The findings and technology that we develop in this space have the potential to aid in our understanding of deploying NLP or AI more generally in high-stakes domains. My lab is continuing to explore similar questions in other domains, as well.
Why this? What drives your passion for your field?
After I finished my undergraduate degree, I worked for a few years as a software developer before pursuing graduate school. My main motivation in going back to school was to be able to work on projects that have a positive impact on society. This same motivation continues to drive my research agenda.
This is a particularly interesting time to be working in NLP. The field has been changing so rapidly and there is intense interest in trying to use this technology in many places, but we’re still just starting to understand the possible risks and potential harm of NLP models.
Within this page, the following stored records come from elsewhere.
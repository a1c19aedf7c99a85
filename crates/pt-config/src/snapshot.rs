//! Config snapshots for diagnostics and session telemetry.

use crate::config::TelemetryConfig;
use crate::CONFIG_SCHEMA_VERSION;
use chrono::Utc;
use serde::{Deserialize, Serialize};

/// An immutable, timestamped copy of the resolved configuration, suitable
/// for embedding in a diagnostic event or a session's opening log line.
#[derive(Debug, Clone, Serialize, Deserialize)]
pub struct ConfigSnapshot {
    pub schema_version: String,
    pub captured_at: String,
    pub config: TelemetryConfig,
}

impl ConfigSnapshot {
    /// Capture a snapshot of the given configuration at the current time.
    pub fn capture(config: &TelemetryConfig) -> Self {
        Self {
            schema_version: CONFIG_SCHEMA_VERSION.to_string(),
            captured_at: Utc::now().to_rfc3339(),
            config: config.clone(),
        }
    }
}

#[cfg(test)]
mod tests {
    use super::*;

    #[test]
    fn snapshot_captures_config() {
        let cfg = TelemetryConfig::default();
        let snap = ConfigSnapshot::capture(&cfg);
        assert_eq!(snap.config, cfg);
        assert_eq!(snap.schema_version, CONFIG_SCHEMA_VERSION);
    }

    #[test]
    fn snapshot_serializes() {
        let cfg = TelemetryConfig::default();
        let snap = ConfigSnapshot::capture(&cfg);
        let json = serde_json::to_string(&snap).unwrap();
        assert!(json.contains("schema_version"));
    }
}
What classes are you teaching?
In the fall, I taught a graduate seminar-style course, AI Ethics and Social Impact. In this course, we read recent research in the field of AI ethics and discussed how we could build on the work or apply learnings to our own work. This spring, I am teaching a course on NLP for computational social science, which focuses on how to uncover and analyze social phenomena that manifest in textual data.
Why are you excited to be joining the Johns Hopkins Department of Computer Science?
JHU has an amazing community of researchers working on challenging topics in NLP and AI; I’m excited to be able to collaborate with the talented students and faculty here. I’m also excited about the support and opportunities for interdisciplinary research and being able to work with researchers both inside and outside the department.